YOUR INSTRUCTIONS>
For the listing below, print exactly the lines from the line with "let standard = Particulates" to the line with "its serial handle", both included, and nothing beyond them.

+ + +

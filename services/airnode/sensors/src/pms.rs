//! Plantower PMS7003 particulate sensor over a serial handle.
//!
//! The sensor is kept in passive mode: each reading wakes the fan, waits for
//! the airflow to settle, requests one frame and puts the sensor back to sleep.
//!
//! Frame layout (32 bytes, big-endian):
//!
//! | Offset | Field |
//! |---|---|
//! | 0..2 | start bytes `0x42 0x4D` |
//! | 2..4 | frame length |
//! | 4..10 | PM1.0 / PM2.5 / PM10, standard particle |
//! | 10..16 | PM1.0 / PM2.5 / PM10, atmospheric |
//! | 16..28 | particle counts >0.3, >0.5, >1.0, >2.5, >5.0, >10 µm per 0.1 L |
//! | 28 | version |
//! | 29 | error code |
//! | 30..32 | checksum: sum of bytes 0..30 |

use crate::error::SensorError;
use crate::measurement::Particulates;
use crate::sensor::Sensor;
use async_trait::async_trait;
use bytes::Buf;
use std::time::Duration;
use tokio::io::{AsyncRead, AsyncReadExt, AsyncWrite, AsyncWriteExt};
use tokio::time::Instant;
use tracing::{debug, trace, warn};

/// First start byte
pub const START_BYTE_1: u8 = 0x42;

/// Second start byte
pub const START_BYTE_2: u8 = 0x4D;

/// Full frame length including start bytes
pub const FRAME_LEN: usize = 32;

/// Bytes following the start bytes
pub const BODY_LEN: usize = FRAME_LEN - 2;

/// Give up on a frame after this long
pub const DEFAULT_READ_TIMEOUT: Duration = Duration::from_secs(5);

/// Fan run time before a reading is requested
pub const DEFAULT_SETTLE: Duration = Duration::from_secs(30);

/// Pause after every command so the sensor can process it
pub const COMMAND_GAP: Duration = Duration::from_millis(50);

/// Back-off when the serial handle reports end of stream
const EMPTY_READ_BACKOFF: Duration = Duration::from_millis(10);

/// Host-to-sensor commands
#[derive(Debug, Clone, Copy, PartialEq, Eq)]
pub enum PmsCommand {
    /// Sensor streams frames continuously
    ActiveMode,
    /// Sensor answers only [`PmsCommand::RequestRead`]
    PassiveMode,
    /// Start the fan
    Wake,
    /// Stop the fan
    Sleep,
    /// Ask for one frame in passive mode
    RequestRead,
}

impl PmsCommand {
    /// Seven-byte command frame: start bytes, command, data word, checksum word
    pub fn frame(self) -> [u8; 7] {
        let (cmd, data) = match self {
            PmsCommand::ActiveMode => (0xE1, 0x01),
            PmsCommand::PassiveMode => (0xE1, 0x00),
            PmsCommand::Wake => (0xE4, 0x01),
            PmsCommand::Sleep => (0xE4, 0x00),
            PmsCommand::RequestRead => (0xE2, 0x00),
        };
        let sum = u16::from(START_BYTE_1) + u16::from(START_BYTE_2) + cmd + data;
        let [hi, lo] = sum.to_be_bytes();
        [START_BYTE_1, START_BYTE_2, cmd as u8, 0x00, data as u8, hi, lo]
    }
}

/// Decoded data frame
#[derive(Debug, Clone, PartialEq, Eq)]
pub struct PmsFrame {
    /// Length field as sent by the sensor
    pub frame_length: u16,
    /// Standard-particle concentrations
    pub standard: Particulates,
    /// Atmospheric-environment concentrations
    pub atmospheric: Particulates,
    /// Particle counts per 0.1 L: >0.3, >0.5, >1.0, >2.5, >5.0, >10 µm
    pub counts: [u16; 6],
    /// Firmware version
    pub version: u8,
    /// Error code
    pub error_code: u8,
}

/// Checksum over the start bytes and the first 28 body bytes
pub fn frame_checksum(body: &[u8; BODY_LEN]) -> u16 {
    body[..BODY_LEN - 2]
        .iter()
        .fold(u16::from(START_BYTE_1) + u16::from(START_BYTE_2), |acc, b| {
            acc.wrapping_add(u16::from(*b))
        })
}

/// Parse the 30 bytes following the start bytes
pub fn parse_frame(body: &[u8; BODY_LEN]) -> Result<PmsFrame, SensorError> {
    let mut buf = &body[..];
    let frame_length = buf.get_u16();
    let standard = Particulates {
        pm1_0: buf.get_u16(),
        pm2_5: buf.get_u16(),
        pm10_0: buf.get_u16(),
    };
    let atmospheric = Particulates {
        pm1_0: buf.get_u16(),
        pm2_5: buf.get_u16(),
        pm10_0: buf.get_u16(),
    };
    let mut counts = [0u16; 6];
    for count in counts.iter_mut() {
        *count = buf.get_u16();
    }
    let version = buf.get_u8();
    let error_code = buf.get_u8();
    let got = buf.get_u16();

    let expected = frame_checksum(body);
    if expected != got {
        return Err(SensorError::Checksum { expected, got });
    }

    Ok(PmsFrame {
        frame_length,
        standard,
        atmospheric,
        counts,
        version,
        error_code,
    })
}

/// PMS7003 driver owning its serial handle
pub struct Pms7003<S> {
    port: S,
    settle: Duration,
    read_timeout: Duration,
}

impl<S> Pms7003<S>
where
    S: AsyncRead + AsyncWrite + Unpin + Send,
{
    /// Driver with the default settle time and read timeout
    pub fn new(port: S) -> Self {
        Self {
            port,
            settle: DEFAULT_SETTLE,
            read_timeout: DEFAULT_READ_TIMEOUT,
        }
    }

    /// Override the fan settle time
    pub fn with_settle(mut self, settle: Duration) -> Self {
        self.settle = settle;
        self
    }

    /// Override the frame read timeout
    pub fn with_read_timeout(mut self, read_timeout: Duration) -> Self {
        self.read_timeout = read_timeout;
        self
    }

    /// Release the serial handle
    pub fn into_inner(self) -> S {
        self.port
    }

    /// Write one command and give the sensor time to act on it.
    ///
    /// The write is bounded by the read timeout so a wedged port surfaces as
    /// [`SensorError::BusyTimeout`].
    pub async fn command(&mut self, command: PmsCommand) -> Result<(), SensorError> {
        let frame = command.frame();
        let write = async {
            self.port.write_all(&frame).await?;
            self.port.flush().await
        };
        match tokio::time::timeout(self.read_timeout, write).await {
            Ok(result) => result?,
            Err(_) => {
                return Err(SensorError::BusyTimeout {
                    sensor: "pms7003",
                    waited: self.read_timeout,
                })
            }
        }
        trace!("PMS command {:?}", command);
        tokio::time::sleep(COMMAND_GAP).await;
        Ok(())
    }

    /// Read the next valid frame, resynchronising on garbage.
    ///
    /// Returns `Ok(None)` when no valid frame arrives before the read timeout.
    pub async fn read_frame(&mut self) -> Result<Option<PmsFrame>, SensorError> {
        let deadline = Instant::now() + self.read_timeout;
        loop {
            let remaining = deadline.saturating_duration_since(Instant::now());
            if remaining.is_zero() {
                warn!("Timeout while reading data from PMS sensor");
                return Ok(None);
            }
            match tokio::time::timeout(remaining, self.next_candidate()).await {
                Err(_) => {
                    warn!("Timeout while reading data from PMS sensor");
                    return Ok(None);
                }
                Ok(Ok(Some(frame))) => return Ok(Some(frame)),
                Ok(Ok(None)) => continue,
                Ok(Err(e)) => return Err(e),
            }
        }
    }

    /// One attempt at a frame; `None` means resync and try again
    async fn next_candidate(&mut self) -> Result<Option<PmsFrame>, SensorError> {
        match self.port.read_u8().await {
            Ok(START_BYTE_1) => {}
            Ok(_) => return Ok(None),
            Err(e) => return self.stream_ended(e).await,
        }
        match self.port.read_u8().await {
            Ok(START_BYTE_2) => {}
            Ok(_) => return Ok(None),
            Err(e) => return self.stream_ended(e).await,
        }

        let mut body = [0u8; BODY_LEN];
        if let Err(e) = self.port.read_exact(&mut body).await {
            return self.stream_ended(e).await;
        }

        match parse_frame(&body) {
            Ok(frame) => Ok(Some(frame)),
            Err(e) => {
                debug!("Dropping PMS frame: {}", e);
                Ok(None)
            }
        }
    }

    async fn stream_ended(&mut self, e: std::io::Error) -> Result<Option<PmsFrame>, SensorError> {
        if e.kind() == std::io::ErrorKind::UnexpectedEof {
            tokio::time::sleep(EMPTY_READ_BACKOFF).await;
            return Ok(None);
        }
        Err(e.into())
    }
}

#[async_trait]
impl<S> Sensor for Pms7003<S>
where
    S: AsyncRead + AsyncWrite + Unpin + Send,
{
    type Reading = Option<Particulates>;

    fn name(&self) -> &'static str {
        "pms7003"
    }

    async fn init(&mut self) -> Result<(), SensorError> {
        self.command(PmsCommand::PassiveMode).await
    }

    async fn read(&mut self) -> Result<Option<Particulates>, SensorError> {
        self.command(PmsCommand::Wake).await?;
        tokio::time::sleep(self.settle).await;
        self.command(PmsCommand::RequestRead).await?;
        let frame = self.read_frame().await;
        self.command(PmsCommand::Sleep).await?;
        Ok(frame?.map(|f| f.atmospheric))
    }
}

+ + +

SOLUTION FOR THIS EXERCISE>
    let standard = Particulates {
        pm1_0: buf.get_u16(),
        pm2_5: buf.get_u16(),
        pm10_0: buf.get_u16(),
    };
    let atmospheric = Particulates {
        pm1_0: buf.get_u16(),
        pm2_5: buf.get_u16(),
        pm10_0: buf.get_u16(),
    };
    let mut counts = [0u16; 6];
    for count in counts.iter_mut() {
        *count = buf.get_u16();
    }
    let version = buf.get_u8();
    let error_code = buf.get_u8();
    let got = buf.get_u16();

    let expected = frame_checksum(body);
    if expected != got {
        return Err(SensorError::Checksum { expected, got });
    }

    Ok(PmsFrame {
        frame_length,
        standard,
        atmospheric,
        counts,
        version,
        error_code,
    })
}

/// PMS7003 driver owning its serial handle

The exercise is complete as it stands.